• [REQUIRED ACTION] Within the lines below, find those that hold the string "title" and copy each one.

───── DATASET ENTRIES

//! Forward chat requests to the agent backend

use std::time::Duration;

use super::{ChatError, ChatRequest, ChatResponse};

pub struct ChatProxy {
    client: reqwest::Client,
    upstream: String,
}

impl ChatProxy {
    pub fn new(upstream: &str, timeout_secs: u64) -> Self {
        let client = match reqwest::Client::builder()
            .timeout(Duration::from_secs(timeout_secs))
            .build()
        {
            Ok(client) => client,
            Err(e) => {
                tracing::warn!(
                    error = %e,
                    timeout_secs,
                    "cannot build chat client, falling back to one without a timeout"
                );
                reqwest::Client::new()
            }
        };
        Self {
            client,
            upstream: upstream.to_string(),
        }
    }

    pub fn upstream(&self) -> &str {
        &self.upstream
    }

    /// POST the request as-is and decode the backend's answer; fields beyond
    /// [`ChatResponse`]'s own are kept in `extra`
    pub async fn forward(&self, request: &ChatRequest) -> Result<ChatResponse, ChatError> {
        let response = self
            .client
            .post(&self.upstream)
            .json(request)
            .send()
            .await
            .map_err(|e| {
                tracing::warn!(upstream = %self.upstream, error = %e, "chat upstream unreachable");
                ChatError::Upstream(e.to_string())
            })?;

        let status = response.status();
        if !status.is_success() {
            tracing::warn!(upstream = %self.upstream, %status, "chat upstream returned an error");
            return Err(ChatError::Upstream(format!("upstream returned {}", status)));
        }

        response.json::<ChatResponse>().await.map_err(|e| {
            tracing::warn!(upstream = %self.upstream, error = %e, "chat upstream sent an invalid body");
            ChatError::Upstream(e.to_string())
        })
    }
}

#[cfg(test)]
mod tests {
    use super::*;
    use axum::routing::post;
    use axum::{Json, Router};
    use serde_json::{json, Value};

    /// Serve a fixed chat answer on an ephemeral port, returning its URL
    async fn fake_upstream(answer: Value) -> String {
        let listener = tokio::net::TcpListener::bind("127.0.0.1:0").await.unwrap();
        let addr = listener.local_addr().unwrap();
        let app = Router::new().route(
            "/chat",
            post(move || {
                let answer = answer.clone();
                async move { Json(answer) }
            }),
        );
        tokio::spawn(async move {
            axum::serve(listener, app).await.unwrap();
        });
        format!("http://{}/chat", addr)
    }

    #[tokio::test]
    async fn test_forward_relays_unknown_fields() {
        let url = fake_upstream(json!({
            "response": "Bonjour",
            "thread_id": "t-1",
            "agents_called": ["knowledge_miner"],
            "sources": [{ "title": "IMDS guide" }],
            "confidence": 0.8
        }))
        .await;

        let proxy = ChatProxy::new(&url, 5);
        let reply = proxy
            .forward(&ChatRequest {
                message: "hi".to_string(),
                ..Default::default()
            })
            .await
            .unwrap();
        assert_eq!(reply.response, "Bonjour");
        assert_eq!(reply.agents_called, vec!["knowledge_miner"]);
        assert_eq!(reply.extra["confidence"], 0.8);

        let relayed = serde_json::to_value(&reply).unwrap();
        assert_eq!(relayed["sources"][0]["title"], "IMDS guide");
        assert_eq!(relayed["thread_id"], "t-1");
    }

    #[tokio::test]
    async fn test_unreachable_upstream_is_an_upstream_error() {
        // Port 9 on localhost is closed on test machines.
        let proxy = ChatProxy::new("http://127.0.0.1:9/chat", 2);
        assert_eq!(proxy.upstream(), "http://127.0.0.1:9/chat");
        let err = proxy
            .forward(&ChatRequest {
                message: "hi".to_string(),
                ..Default::default()
            })
            .await
            .unwrap_err();
        assert!(matches!(err, ChatError::Upstream(_)));
    }
}
// ============================================================================
// Info
// ============================================================================

#[tokio::test]
async fn test_root_and_health() {
    let app = app();
    let (status, body) = get(&app, "/").await;
    assert_eq!(status, StatusCode::OK);
    assert_eq!(body["name"], "SECT Control Tower");

    let (status, body) = get(&app, "/health").await;
    assert_eq!(status, StatusCode::OK);
    assert_eq!(body["status"], "healthy");
    assert_eq!(body["database"], "connected");
}

// ============================================================================
// Suppliers
// ============================================================================

#[tokio::test]
async fn test_supplier_crud() {
    let app = app();
    let id = create_supplier(&app, "Bosch").await;

    let (status, body) = get(&app, &format!("/suppliers/{id}")).await;
    assert_eq!(status, StatusCode::OK);
    assert_eq!(body["name"], "Bosch");
    assert_eq!(body["country_code"], "FR");
    assert_eq!(body["contacts"], json!([]));

    let (status, body) = put(&app, &format!("/suppliers/{id}"), json!({ "region": "EMEA" })).await;
    assert_eq!(status, StatusCode::OK);
    assert_eq!(body["region"], "EMEA");
    assert_eq!(body["name"], "Bosch");

    let (status, body) = get(&app, "/suppliers?search=bos").await;
    assert_eq!(status, StatusCode::OK);
    assert_eq!(body.as_array().unwrap().len(), 1);

    let (status, _) = delete(&app, &format!("/suppliers/{id}")).await;
    assert_eq!(status, StatusCode::OK);

    let (status, body) = get(&app, &format!("/suppliers/{id}")).await;
    assert_eq!(status, StatusCode::NOT_FOUND);
    assert!(body["error"].as_str().unwrap().contains("not found"));
}

#[tokio::test]
async fn test_supplier_validation_and_conflict() {
    let app = app();

    let (status, body) = post(&app, "/suppliers", json!({ "name": "  " })).await;
    assert_eq!(status, StatusCode::BAD_REQUEST);
    assert!(body["error"].is_string());

    let (status, _) = post(&app, "/suppliers", json!({ "name": "A", "external_id": "SUP-1" })).await;
    assert_eq!(status, StatusCode::CREATED);
    let (status, _) = post(&app, "/suppliers", json!({ "name": "B", "external_id": "SUP-1" })).await;
    assert_eq!(status, StatusCode::CONFLICT);

    let (status, _) = get(&app, "/suppliers?limit=0").await;
    assert_eq!(status, StatusCode::BAD_REQUEST);
}

#[tokio::test]
async fn test_supplier_contacts_and_profiles() {
    let app = app();
    let id = create_supplier(&app, "Valeo").await;

    let (status, body) = post(
        &app,
        &format!("/suppliers/{id}/contacts"),
        json!({ "full_name": "Marie Curie", "email": "Marie@Valeo.example", "is_primary": true }),
    )
    .await;
    assert_eq!(status, StatusCode::CREATED);
    assert_eq!(body["full_name"], "Marie Curie");
    assert_eq!(body["is_primary"], true);

    let (status, _) = get(&app, &format!("/suppliers/{id}/pcf")).await;
    assert_eq!(status, StatusCode::NOT_FOUND);

    let (status, body) = put(
        &app,
        &format!("/suppliers/{id}/pcf"),
        json!({ "pcf_maturity": "advanced", "pcf_count": 4, "frameworks": ["ISO 14067"] }),
    )
    .await;
    assert_eq!(status, StatusCode::OK);
    assert_eq!(body["pcf_maturity"], "advanced");

    let (_, stats) = get(&app, "/suppliers/stats").await;
    assert_eq!(stats["total"], 1);
    assert_eq!(stats["pcf_maturity"]["advanced"], 1);
}

#[tokio::test]
async fn test_malformed_path_is_rejected() {
    let app = app();
    let (status, _) = get(&app, "/suppliers/not-a-number").await;
    assert_eq!(status, StatusCode::BAD_REQUEST);
}

// ============================================================================
// Campaigns
// ============================================================================

#[tokio::test]
async fn test_campaign_progress() {
    let app = app();
    let a = create_supplier(&app, "Alpha").await;
    let b = create_supplier(&app, "Beta").await;

    let (status, campaign) = post(
        &app,
        "/campaigns",
        json!({ "name": "PCF 2025", "type": "PCF", "start_date": "2025-01-01" }),
    )
    .await;
    assert_eq!(status, StatusCode::CREATED);
    assert_eq!(campaign["status"], "draft");
    let cid = campaign["id"].as_i64().unwrap();

    let (status, body) = post(
        &app,
        &format!("/campaigns/{cid}/suppliers"),
        json!({ "supplier_ids": [a, b, a, 9999] }),
    )
    .await;
    assert_eq!(status, StatusCode::OK);
    assert_eq!(body["added"], 2);

    let (status, _) = put(
        &app,
        &format!("/campaigns/{cid}/suppliers/{a}"),
        json!({ "status": "submitted" }),
    )
    .await;
    assert_eq!(status, StatusCode::OK);

    let (_, summary) = get(&app, &format!("/campaigns/{cid}")).await;
    assert_eq!(summary["suppliers_total"], 2);
    assert_eq!(summary["suppliers_responded"], 1);
    assert_eq!(summary["progress"], 50.0);

    let (_, stats) = get(&app, &format!("/campaigns/{cid}/stats")).await;
    assert_eq!(stats["response_rate"], 50.0);

    let (status, row) = post(&app, &format!("/campaigns/{cid}/suppliers/{b}/remind"), json!({})).await;
    assert_eq!(status, StatusCode::OK);
    assert_eq!(row["reminders_sent"], 1);
}

#[tokio::test]
async fn test_campaign_rejects_reversed_dates() {
    let app = app();
    let (status, _) = post(
        &app,
        "/campaigns",
        json!({ "name": "Bad", "type": "IMDS", "start_date": "2025-06-01", "end_date": "2025-01-01" }),
    )
    .await;
    assert_eq!(status, StatusCode::BAD_REQUEST);
}

// ============================================================================
// Submissions
// ============================================================================

#[tokio::test]
async fn test_pcf_validation_flow() {
    let app = app();
    let sid = create_supplier(&app, "Alpha").await;

    let (status, _) = post(
        &app,
        "/pcf",
        json!({ "supplier_id": sid, "product_ref": "P-1", "total_emissions_kgco2e": 0.0 }),
    )
    .await;
    assert_eq!(status, StatusCode::BAD_REQUEST);

    let (status, pcf) = post(
        &app,
        "/pcf",
        json!({ "supplier_id": sid, "product_ref": "P-1", "total_emissions_kgco2e": 1250.5 }),
    )
    .await;
    assert_eq!(status, StatusCode::CREATED);
    let id = pcf["id"].as_i64().unwrap();

    let (status, body) = send(&app, Method::POST, &format!("/pcf/{id}/validate"), None, None).await;
    assert_eq!(status, StatusCode::OK);
    assert_eq!(body["validation_status"], "validated");

    let (_, one) = get(&app, &format!("/pcf?id={id}")).await;
    assert_eq!(one["id"], id);

    let (_, stats) = get(&app, "/dashboard/stats").await;
    assert_eq!(stats["pcf"]["validated"], 1);
    assert_eq!(stats["emissions"]["total_kgco2e"], 1250.5);
}

#[tokio::test]
async fn test_imds_create_and_delete() {
    let app = app();
    let sid = create_supplier(&app, "Alpha").await;

    let (status, imds) = post(
        &app,
        "/imds",
        json!({ "supplier_id": sid, "mds_id": "MDS-1", "part_number": "PN-1" }),
    )
    .await;
    assert_eq!(status, StatusCode::CREATED);
    let id = imds["id"].as_i64().unwrap();

    let (status, list) = get(&app, &format!("/imds?supplier_id={sid}")).await;
    assert_eq!(status, StatusCode::OK);
    assert_eq!(list.as_array().unwrap().len(), 1);

    let (status, _) = delete(&app, &format!("/imds?id={id}")).await;
    assert_eq!(status, StatusCode::OK);
    let (status, _) = get(&app, &format!("/imds?id={id}")).await;
    assert_eq!(status, StatusCode::NOT_FOUND);
}

// ============================================================================
// Portal
// ============================================================================

#[tokio::test]
async fn test_portal_token_flow() {
    let app = app();
    let sid = create_supplier(&app, "Valeo").await;

    let (status, issued) = post(
        &app,
        "/portal/tokens",
        json!({ "supplier_id": sid, "contact_email": "c@valeo.example", "contact_name": "Marie" }),
    )
    .await;
    assert_eq!(status, StatusCode::CREATED);
    let token = issued["token"].as_str().unwrap().to_string();
    assert!(issued["portal_url"].as_str().unwrap().ends_with(&token));
    assert!(issued["invitation"].as_str().unwrap().contains("Bonjour Marie"));

    let (status, access) = get(&app, &format!("/portal/tokens?token={token}")).await;
    assert_eq!(status, StatusCode::OK);
    assert_eq!(access["supplier_id"], sid);
    assert_eq!(access["use_count"], 1);

    let (status, draft) = post(
        &app,
        "/portal/submissions",
        json!({ "token": token, "submission_type": "pcf", "product_name": "Lamp", "emissions_total": 12.0 }),
    )
    .await;
    assert_eq!(status, StatusCode::CREATED);
    assert_eq!(draft["status"], "draft");
    assert_eq!(draft["emissions_unit"], "kg CO2e");
    let id = draft["id"].as_i64().unwrap();

    let (status, submitted) = put(
        &app,
        "/portal/submissions",
        json!({ "id": id, "token": token, "status": "submitted" }),
    )
    .await;
    assert_eq!(status, StatusCode::OK);
    assert!(submitted["submitted_at"].is_string());

    let (status, _) = put(
        &app,
        "/portal/submissions",
        json!({ "id": id, "token": token, "status": "validated" }),
    )
    .await;
    assert_eq!(status, StatusCode::FORBIDDEN);

    let (status, reviewed) = put(
        &app,
        "/portal/submissions",
        json!({ "id": id, "status": "validated", "reviewed_by": "quality@sect.local" }),
    )
    .await;
    assert_eq!(status, StatusCode::OK);
    assert_eq!(reviewed["reviewed_by"], "quality@sect.local");

    let (status, mine) = get(&app, &format!("/portal/submissions?token={token}")).await;
    assert_eq!(status, StatusCode::OK);
    assert_eq!(mine.as_array().unwrap().len(), 1);
}

#[tokio::test]
async fn test_portal_rejects_bad_tokens() {
    let app = app();
    let a = create_supplier(&app, "Alpha").await;
    let b = create_supplier(&app, "Beta").await;
    let token_a = issue_token(&app, a).await;
    let token_b = issue_token(&app, b).await;

    let (status, _) = get(&app, "/portal/tokens?token=deadbeef").await;
    assert_eq!(status, StatusCode::UNAUTHORIZED);

    let (_, sub) = post(
        &app,
        "/portal/submissions",
        json!({ "token": token_a, "submission_type": "imds", "mds_id": "MDS-9" }),
    )
    .await;
    let id = sub["id"].as_i64().unwrap();

    let (status, _) = get(&app, &format!("/portal/submissions?id={id}&token={token_b}")).await;
    assert_eq!(status, StatusCode::FORBIDDEN);

    let (status, _) = put(
        &app,
        "/portal/submissions",
        json!({ "id": id, "token": token_b, "notes": "not mine" }),
    )
    .await;
    assert_eq!(status, StatusCode::FORBIDDEN);

    let (status, revoked) = send(
        &app,
        Method::DELETE,
        &format!("/portal/tokens?token={token_a}"),
        None,
        None,
    )
    .await;
    assert_eq!(status, StatusCode::OK);
    assert_eq!(revoked["is_active"], false);

    let (status, _) = post(
        &app,
        "/portal/submissions",
        json!({ "token": token_a, "submission_type": "imds" }),
    )
    .await;
    assert_eq!(status, StatusCode::UNAUTHORIZED);
}

#[tokio::test]
async fn test_portal_campaign_token_is_scoped() {
    let app = app();
    let sid = create_supplier(&app, "Alpha").await;
    let (_, campaign) = post(&app, "/campaigns", json!({ "name": "PCF 2025", "type": "PCF" })).await;
    let campaign_id = campaign["id"].as_i64().unwrap();

    let open = issue_token(&app, sid).await;
    let (status, body) = post(
        &app,
        "/portal/tokens",
        json!({ "supplier_id": sid, "campaign_id": campaign_id, "contact_email": "c@x.example" }),
    )
    .await;
    assert_eq!(status, StatusCode::CREATED, "{body}");
    let scoped = body["token"].as_str().unwrap().to_string();

    let (_, sub) = post(
        &app,
        "/portal/submissions",
        json!({ "token": open, "submission_type": "imds", "mds_id": "MDS-1" }),
    )
    .await;
    let id = sub["id"].as_i64().unwrap();

    let (status, _) = get(&app, &format!("/portal/submissions?id={id}&token={open}")).await;
    assert_eq!(status, StatusCode::OK);
    let (status, _) = get(&app, &format!("/portal/submissions?id={id}&token={scoped}")).await;
    assert_eq!(status, StatusCode::FORBIDDEN);
    let (status, _) = put(
        &app,
        "/portal/submissions",
        json!({ "id": id, "token": scoped, "notes": "other campaign" }),
    )
    .await;
    assert_eq!(status, StatusCode::FORBIDDEN);
}
//! Configuration management with layered hierarchy
//!
//! Layers, later wins: built-in defaults, the global user file
//! (`<config_dir>/sect/config.yaml`), the workspace file
//! (`.sect/config.yaml`), then `SECT_*` environment variables. Command-line
//! flags are applied last by the commands that accept them.

use std::path::{Path, PathBuf};

use miette::Diagnostic;
use serde::{Deserialize, Serialize};
use thiserror::Error;

use crate::core::diagnostics::YamlSyntaxError;
use crate::core::workspace::Workspace;

pub const DEFAULT_BIND: &str = "127.0.0.1:8000";
pub const DEFAULT_PUBLIC_URL: &str = "http://localhost:3000";

/// How `/chat` produces answers
#[derive(Debug, Clone, Copy, PartialEq, Eq, Default, Serialize, Deserialize)]
#[serde(rename_all = "lowercase")]
pub enum ChatMode {
    /// Canned keyword routing, no network
    #[default]
    Mock,
    /// Forward requests to `chat.upstream`
    Proxy,
}

impl std::str::FromStr for ChatMode {
    type Err = String;

    fn from_str(s: &str) -> Result<Self, Self::Err> {
        match s.trim().to_ascii_lowercase().as_str() {
            "mock" => Ok(ChatMode::Mock),
            "proxy" => Ok(ChatMode::Proxy),
            _ => Err(format!("Invalid chat mode: {}. Use mock or proxy", s)),
        }
    }
}

#[derive(Debug, Clone, PartialEq, Serialize)]
pub struct ServerSettings {
    pub bind: String,
    pub cors: bool,
    pub public_url: String,
    pub enforce_roles: bool,
}

#[derive(Debug, Clone, PartialEq, Serialize)]
pub struct LogSettings {
    pub level: String,
    pub json: bool,
}

#[derive(Debug, Clone, PartialEq, Serialize)]
pub struct ChatSettings {
    pub mode: ChatMode,
    pub upstream: Option<String>,
    pub timeout_secs: u64,
}

#[derive(Debug, Clone, PartialEq, Serialize)]
pub struct PortalSettings {
    pub default_expiry_days: i64,
}

/// Fully resolved configuration
#[derive(Debug, Clone, PartialEq, Serialize)]
pub struct Config {
    pub database: Option<PathBuf>,
    pub server: ServerSettings,
    pub log: LogSettings,
    pub chat: ChatSettings,
    pub portal: PortalSettings,
}

impl Default for Config {
    fn default() -> Self {
        Self {
            database: None,
            server: ServerSettings {
                bind: DEFAULT_BIND.to_string(),
                cors: true,
                public_url: DEFAULT_PUBLIC_URL.to_string(),
                enforce_roles: false,
            },
            log: LogSettings {
                level: "info".to_string(),
                json: false,
            },
            chat: ChatSettings {
                mode: ChatMode::Mock,
                upstream: None,
                timeout_secs: 60,
            },
            portal: PortalSettings {
                default_expiry_days: 30,
            },
        }
    }
}

/// One config file as written on disk; every key is optional
#[derive(Debug, Default, Deserialize)]
#[serde(default, deny_unknown_fields)]
pub struct ConfigLayer {
    pub database: Option<PathBuf>,
    pub server: Option<ServerLayer>,
    pub log: Option<LogLayer>,
    pub chat: Option<ChatLayer>,
    pub portal: Option<PortalLayer>,
}

#[derive(Debug, Default, Deserialize)]
#[serde(default, deny_unknown_fields)]
pub struct ServerLayer {
    pub bind: Option<String>,
    pub cors: Option<bool>,
    pub public_url: Option<String>,
    pub enforce_roles: Option<bool>,
}

#[derive(Debug, Default, Deserialize)]
#[serde(default, deny_unknown_fields)]
pub struct LogLayer {
    pub level: Option<String>,
    pub json: Option<bool>,
}

#[derive(Debug, Default, Deserialize)]
#[serde(default, deny_unknown_fields)]
pub struct ChatLayer {
    pub mode: Option<ChatMode>,
    pub upstream: Option<String>,
    pub timeout_secs: Option<u64>,
}

#[derive(Debug, Default, Deserialize)]
#[serde(default, deny_unknown_fields)]
pub struct PortalLayer {
    pub default_expiry_days: Option<i64>,
}

impl Config {
    /// Load configuration from all sources for the given workspace
    pub fn load(workspace: Option<&Workspace>) -> Result<Self, ConfigError> {
        Self::load_with(workspace, Self::global_config_path().as_deref(), |key| {
            std::env::var(key).ok()
        })
    }

    /// Load with an explicit global file and environment source
    pub fn load_with(
        workspace: Option<&Workspace>,
        global: Option<&Path>,
        env: impl Fn(&str) -> Option<String>,
    ) -> Result<Self, ConfigError> {
        let mut config = Config::default();

        if let Some(path) = global {
            if path.exists() {
                config.merge(read_layer(path)?, None);
            }
        }

        if let Some(ws) = workspace {
            let path = ws.config_path();
            if path.exists() {
                config.merge(read_layer(&path)?, Some(ws.root()));
            }
        }

        config.apply_env(env)?;
        config.validate()?;
        Ok(config)
    }

    fn global_config_path() -> Option<PathBuf> {
        directories::ProjectDirs::from("", "", "sect")
            .map(|dirs| dirs.config_dir().join("config.yaml"))
    }

    /// Merge a file layer into this config; relative database paths resolve
    /// against `base`
    fn merge(&mut self, layer: ConfigLayer, base: Option<&Path>) {
        if let Some(db) = layer.database {
            self.database = Some(match base {
                Some(base) if db.is_relative() => base.join(db),
                _ => db,
            });
        }
        if let Some(server) = layer.server {
            if let Some(bind) = server.bind {
                self.server.bind = bind;
            }
            if let Some(cors) = server.cors {
                self.server.cors = cors;
            }
            if let Some(url) = server.public_url {
                self.server.public_url = url;
            }
            if let Some(enforce) = server.enforce_roles {
                self.server.enforce_roles = enforce;
            }
        }
        if let Some(log) = layer.log {
            if let Some(level) = log.level {
                self.log.level = level;
            }
            if let Some(json) = log.json {
                self.log.json = json;
            }
        }
        if let Some(chat) = layer.chat {
            if let Some(mode) = chat.mode {
                self.chat.mode = mode;
            }
            if chat.upstream.is_some() {
                self.chat.upstream = chat.upstream;
            }
            if let Some(timeout) = chat.timeout_secs {
                self.chat.timeout_secs = timeout;
            }
        }
        if let Some(portal) = layer.portal {
            if let Some(days) = portal.default_expiry_days {
                self.portal.default_expiry_days = days;
            }
        }
    }

    fn apply_env(&mut self, env: impl Fn(&str) -> Option<String>) -> Result<(), ConfigError> {
        if let Some(db) = env("SECT_DATABASE") {
            self.database = Some(PathBuf::from(db));
        }
        if let Some(bind) = env("SECT_BIND") {
            self.server.bind = bind;
        }
        if let Some(url) = env("SECT_PUBLIC_URL") {
            self.server.public_url = url;
        }
        if let Some(level) = env("SECT_LOG_LEVEL") {
            self.log.level = level;
        }
        if let Some(json) = env("SECT_LOG_JSON") {
            self.log.json = parse_bool("SECT_LOG_JSON", &json)?;
        }
        if let Some(mode) = env("SECT_CHAT_MODE") {
            self.chat.mode = mode.parse().map_err(|message| ConfigError::InvalidValue {
                key: "SECT_CHAT_MODE".to_string(),
                message,
            })?;
        }
        if let Some(upstream) = env("SECT_CHAT_UPSTREAM") {
            self.chat.upstream = Some(upstream);
        }
        if let Some(enforce) = env("SECT_ENFORCE_ROLES") {
            self.server.enforce_roles = parse_bool("SECT_ENFORCE_ROLES", &enforce)?;
        }
        Ok(())
    }

    fn validate(&self) -> Result<(), ConfigError> {
        if !(1..=365).contains(&self.portal.default_expiry_days) {
            return Err(ConfigError::InvalidValue {
                key: "portal.default_expiry_days".to_string(),
                message: "must be between 1 and 365".to_string(),
            });
        }
        if self.chat.timeout_secs == 0 {
            return Err(ConfigError::InvalidValue {
                key: "chat.timeout_secs".to_string(),
                message: "must be greater than 0".to_string(),
            });
        }
        Ok(())
    }

    /// Database file to open: explicit setting, else the workspace default
    pub fn database_path(&self, workspace: Option<&Workspace>) -> Option<PathBuf> {
        self.database
            .clone()
            .or_else(|| workspace.map(|ws| ws.default_db_path()))
    }
}

fn read_layer(path: &Path) -> Result<ConfigLayer, ConfigError> {
    let contents = std::fs::read_to_string(path).map_err(|e| ConfigError::Io {
        path: path.to_path_buf(),
        message: e.to_string(),
    })?;
    if contents.trim().is_empty() {
        return Ok(ConfigLayer::default());
    }
    serde_yml::from_str(&contents).map_err(|e| {
        ConfigError::Syntax(Box::new(YamlSyntaxError::from_serde_error(
            &e,
            &contents,
            &path.display().to_string(),
        )))
    })
}

fn parse_bool(key: &str, value: &str) -> Result<bool, ConfigError> {
    match value.trim() {
        "1" | "true" | "TRUE" | "yes" | "YES" => Ok(true),
        "0" | "false" | "FALSE" | "no" | "NO" => Ok(false),
        other => Err(ConfigError::InvalidValue {
            key: key.to_string(),
            message: format!("expected true or false, got '{}'", other),
        }),
    }
}

#[derive(Debug, Error, Diagnostic)]
pub enum ConfigError {
    #[error(transparent)]
    #[diagnostic(transparent)]
    Syntax(Box<YamlSyntaxError>),

    #[error("cannot read config file {path:?}: {message}")]
    #[diagnostic(code(sect::config::io))]
    Io { path: PathBuf, message: String },

    #[error("invalid value for {key}: {message}")]
    #[diagnostic(code(sect::config::value))]
    InvalidValue { key: String, message: String },
}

──────────

• [ANSWER SPACE]
            "sources": [{ "title": "IMDS guide" }],
        assert_eq!(relayed["sources"][0]["title"], "IMDS guide");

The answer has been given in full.